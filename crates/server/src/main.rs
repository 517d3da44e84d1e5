use anyhow::Result;
use relay_core::{config::AppConfig, limiter::ServerRateLimiter, proxy::ProxyEngine};
use server::{build_app, AppState};
use std::{net::SocketAddr, sync::Arc, time::Duration};
use tokio::signal;
use tracing::{error, info};
use tracing_subscriber::{layer::SubscriberExt, util::SubscriberInitExt, EnvFilter};

/// Initializes the logging system based on the configuration.
fn init_logging(config: &AppConfig) {
    let filter = EnvFilter::try_from_default_env().unwrap_or_else(|_| {
        EnvFilter::new(format!(
            "warn,relay_core={level},server={level}",
            level = config.logging.level
        ))
    });

    let registry = tracing_subscriber::registry().with(filter);

    if config.logging.format.as_str() == "json" {
        registry.with(tracing_subscriber::fmt::layer().json()).init();
    } else {
        // "pretty" and any other format default to pretty logging
        registry
            .with(
                tracing_subscriber::fmt::layer()
                    .pretty()
                    .with_file(true)
                    .with_line_number(true)
                    .with_target(false),
            )
            .init();
    }
}

#[tokio::main]
async fn main() -> Result<()> {
    let config = Arc::new(
        AppConfig::load().map_err(|e| anyhow::anyhow!("configuration failed to load: {e}"))?,
    );
    init_logging(&config);
    info!("Starting Sui RPC relay");

    let engine = Arc::new(
        ProxyEngine::new(Arc::clone(&config))
            .map_err(|e| anyhow::anyhow!("engine initialization failed: {e}"))?,
    );
    engine.start_background_tasks();

    let limiter = Arc::new(ServerRateLimiter::new(
        config.rate_limit.max_per_window,
        Duration::from_secs(config.rate_limit.window_seconds),
    ));
    limiter.start_reset_task();

    info!(
        primary = %config.upstream.primary_url,
        fallback = %config.upstream.fallback_url,
        birdeye_enabled = config.birdeye.api_key.is_some(),
        "upstream endpoints configured"
    );

    let app = build_app(AppState { engine, limiter }, &config);

    let addr: SocketAddr = format!("{}:{}", config.server.bind_address, config.server.bind_port)
        .parse()
        .map_err(|e| anyhow::anyhow!("invalid bind address: {e}"))?;
    info!(address = %addr, "relay listening");

    let listener = tokio::net::TcpListener::bind(addr).await?;
    if let Err(e) = axum::serve(listener, app).with_graceful_shutdown(shutdown_signal()).await {
        error!(error = %e, "server error occurred");
    }

    info!("Server shutdown complete");
    Ok(())
}

async fn shutdown_signal() {
    let ctrl_c = async {
        if let Err(e) = signal::ctrl_c().await {
            error!(error = %e, "Failed to install Ctrl+C handler");
        }
    };

    #[cfg(unix)]
    let terminate = async {
        match signal::unix::signal(signal::unix::SignalKind::terminate()) {
            Ok(mut s) => {
                s.recv().await;
            }
            Err(e) => {
                error!(error = %e, "Failed to install signal handler");
                () = std::future::pending::<()>().await;
            }
        }
    };

    #[cfg(not(unix))]
    let terminate = std::future::pending::<()>();

    tokio::select! {
        () = ctrl_c => {},
        () = terminate => {},
    }

    info!("Shutdown signal received, starting graceful shutdown");
}
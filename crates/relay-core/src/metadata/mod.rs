//! Coalescing token-metadata lookups.
//!
//! `MetadataFetcher::get` checks the long-TTL metadata cache, joins an
//! in-flight fetch for the same coin type when one exists, and otherwise
//! schedules a new Birdeye lookup through the pacer. At most one upstream
//! fetch is outstanding per coin type; every concurrent caller shares its
//! outcome. Lookup failures are absorbed — callers see `None` and apply
//! the synthesized fallback instead.

pub mod birdeye;

use futures::{future::Shared, FutureExt};
use parking_lot::Mutex;
use std::{collections::HashMap, future::Future, pin::Pin, sync::Arc};
use tracing::{debug, warn};

use crate::{
    cache::TtlCache,
    limiter::BirdeyePacer,
    types::{trailing_segment, TokenMetadata},
};
use birdeye::{BirdeyeClient, RawTokenMetadata};

type FetchFuture = Pin<Box<dyn Future<Output = Option<TokenMetadata>> + Send>>;
type SharedFetch = Shared<FetchFuture>;

/// Where a successful lookup's data came from.
#[derive(Debug, Clone, Copy, PartialEq, Eq)]
pub enum MetadataOrigin {
    /// Served from the metadata cache.
    Cache,
    /// Fetched from Birdeye during this call.
    Fetched,
}

/// Cache-first, coalescing, pacer-throttled metadata lookups.
pub struct MetadataFetcher {
    cache: Arc<TtlCache<TokenMetadata>>,
    pacer: Arc<BirdeyePacer>,
    client: Arc<BirdeyeClient>,
    pending: Arc<Mutex<HashMap<String, SharedFetch>>>,
}

impl MetadataFetcher {
    #[must_use]
    pub fn new(
        cache: Arc<TtlCache<TokenMetadata>>,
        pacer: Arc<BirdeyePacer>,
        client: Arc<BirdeyeClient>,
    ) -> Self {
        Self { cache, pacer, client, pending: Arc::new(Mutex::new(HashMap::new())) }
    }

    /// Resolves metadata for a coin type, or `None` when no source has it.
    pub async fn get(&self, coin_type: &str) -> Option<(TokenMetadata, MetadataOrigin)> {
        if let Some(cached) = self.cache.get(coin_type) {
            return Some((cached, MetadataOrigin::Cache));
        }

        let fetch = self.join_or_start_fetch(coin_type);
        fetch.await.map(|meta| (meta, MetadataOrigin::Fetched))
    }

    /// Number of fetches currently in flight. Exposed for tests and health
    /// reporting.
    #[must_use]
    pub fn pending_count(&self) -> usize {
        self.pending.lock().len()
    }

    fn join_or_start_fetch(&self, coin_type: &str) -> SharedFetch {
        let mut pending = self.pending.lock();
        if let Some(existing) = pending.get(coin_type) {
            debug!(coin_type, "joining in-flight metadata fetch");
            return existing.clone();
        }

        let fetch = self.spawn_fetch(coin_type.to_string());
        pending.insert(coin_type.to_string(), fetch.clone());
        fetch
    }

    fn spawn_fetch(&self, coin_type: String) -> SharedFetch {
        let cache = Arc::clone(&self.cache);
        let client = Arc::clone(&self.client);
        let pacer = Arc::clone(&self.pacer);

        let fetch_coin = coin_type.clone();
        let fetch: FetchFuture = async move {
            let lookup = {
                let coin = fetch_coin.clone();
                let client = Arc::clone(&client);
                pacer.schedule(async move { client.fetch(&coin).await })
            };
            match lookup.await {
                Ok(Ok(Some(raw))) => {
                    let meta = normalize(&fetch_coin, raw);
                    cache.insert(fetch_coin, meta.clone());
                    Some(meta)
                }
                Ok(Ok(None)) => None,
                Ok(Err(e)) => {
                    warn!(coin_type = %fetch_coin, error = %e, "metadata lookup failed");
                    None
                }
                Err(closed) => {
                    warn!(coin_type = %fetch_coin, error = %closed, "metadata pacer unavailable");
                    None
                }
            }
        }
        .boxed();
        let fetch = fetch.shared();

        // A detached driver guarantees the fetch settles (and deregisters
        // itself) even if every caller disconnects mid-flight.
        let driver = fetch.clone();
        let pending = Arc::clone(&self.pending);
        tokio::spawn(async move {
            let _ = driver.await;
            pending.lock().remove(&coin_type);
        });

        fetch
    }
}

/// Fills the gaps Birdeye leaves: decimals default to 9, symbol and name to
/// the trailing path segment of the coin type, and the description to a
/// generic marker.
fn normalize(coin_type: &str, raw: RawTokenMetadata) -> TokenMetadata {
    let tail = trailing_segment(coin_type);
    TokenMetadata {
        decimals: raw.decimals.unwrap_or(9),
        symbol: raw.symbol.filter(|s| !s.is_empty()).unwrap_or_else(|| tail.clone()),
        name: raw.name.filter(|n| !n.is_empty()).unwrap_or(tail),
        description: raw
            .description
            .filter(|d| !d.is_empty())
            .unwrap_or_else(|| "Token from Birdeye API".to_string()),
    }
}
//! Direct JSON-RPC calls to the secondary endpoint.
//!
//! Used when the system is overloaded (bypassing the admission queue
//! entirely) and when the primary path fails. The client keeps its own
//! in-flight counter: exceeding the ceiling does not queue, it just sleeps
//! proportionally to the overage before issuing the call.

use reqwest::{Client, ClientBuilder};
use serde_json::{json, Value};
use std::{
    sync::atomic::{AtomicUsize, Ordering},
    time::Duration,
};
use thiserror::Error;
use tracing::{debug, warn};

/// Failures of the fallback path. These do surface to the client, as 429
/// when the signature looks like rate limiting and 502 otherwise.
#[derive(Error, Debug)]
pub enum FallbackError {
    #[error("fallback rpc rate limited: {0}")]
    RateLimited(String),

    #[error("fallback rpc unavailable: {0}")]
    Unavailable(String),
}

/// Heuristic for rate-limit symptoms: an embedded 429 marker or a reset
/// connection, which public endpoints use interchangeably when shedding.
#[must_use]
pub fn looks_rate_limited(message: &str) -> bool {
    let lower = message.to_ascii_lowercase();
    lower.contains("429") || lower.contains("connection reset") || lower.contains("econnreset")
}

/// Self-throttling client for the secondary endpoint.
pub struct FallbackClient {
    client: Client,
    url: String,
    in_flight: AtomicUsize,
    max_concurrent: usize,
    overage_delay: Duration,
}

impl FallbackClient {
    /// # Errors
    ///
    /// Returns [`FallbackError::Unavailable`] if reqwest fails to build.
    pub fn new(
        url: impl Into<String>,
        timeout: Duration,
        max_concurrent: usize,
    ) -> Result<Self, FallbackError> {
        let client = ClientBuilder::new()
            .connect_timeout(Duration::from_secs(5))
            .timeout(timeout)
            .use_rustls_tls()
            .user_agent("sui-relay/0.1.0")
            .build()
            .map_err(|e| FallbackError::Unavailable(format!("client build failed: {e}")))?;

        Ok(Self {
            client,
            url: url.into(),
            in_flight: AtomicUsize::new(0),
            max_concurrent,
            overage_delay: Duration::from_millis(250),
        })
    }

    /// Issues a single JSON-RPC call, bypassing the admission queue.
    ///
    /// # Errors
    ///
    /// Returns [`FallbackError::RateLimited`] when the failure carries a
    /// rate-limit signature and [`FallbackError::Unavailable`] otherwise.
    pub async fn call(
        &self,
        method: &str,
        params: Option<&Value>,
        id: &Value,
    ) -> Result<Value, FallbackError> {
        let in_flight = self.in_flight.fetch_add(1, Ordering::SeqCst) + 1;
        if in_flight > self.max_concurrent {
            let overage = (in_flight - self.max_concurrent) as u32;
            let pause = self.overage_delay * overage;
            debug!(in_flight, pause_ms = pause.as_millis() as u64, "fallback self-throttle");
            tokio::time::sleep(pause).await;
        }

        let result = self.execute(method, params, id).await;
        self.in_flight.fetch_sub(1, Ordering::SeqCst);
        result
    }

    /// In-flight counter, reported on `/health`.
    #[must_use]
    pub fn in_flight(&self) -> usize {
        self.in_flight.load(Ordering::SeqCst)
    }

    async fn execute(
        &self,
        method: &str,
        params: Option<&Value>,
        id: &Value,
    ) -> Result<Value, FallbackError> {
        let envelope = json!({
            "jsonrpc": "2.0",
            "id": id,
            "method": method,
            "params": params.cloned().unwrap_or(Value::Array(Vec::new())),
        });

        let response = self
            .client
            .post(&self.url)
            .json(&envelope)
            .send()
            .await
            .map_err(|e| classify(&e.to_string()))?;

        let status = response.status();
        if status.as_u16() == 429 {
            return Err(FallbackError::RateLimited("fallback returned HTTP 429".to_string()));
        }
        if !status.is_success() {
            warn!(status = status.as_u16(), "fallback rpc returned an error status");
            return Err(classify(&format!("fallback returned HTTP {status}")));
        }

        response
            .json::<Value>()
            .await
            .map_err(|e| FallbackError::Unavailable(format!("invalid JSON from fallback: {e}")))
    }
}

fn classify(message: &str) -> FallbackError {
    if looks_rate_limited(message) {
        FallbackError::RateLimited(message.to_string())
    } else {
        FallbackError::Unavailable(message.to_string())
    }
}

+ + + + +

**REQUIRED ACTION**
Each line of the material above that contains the string "admission" adds one to the count; report the final count only.

**REPLY TO THE TASK**
2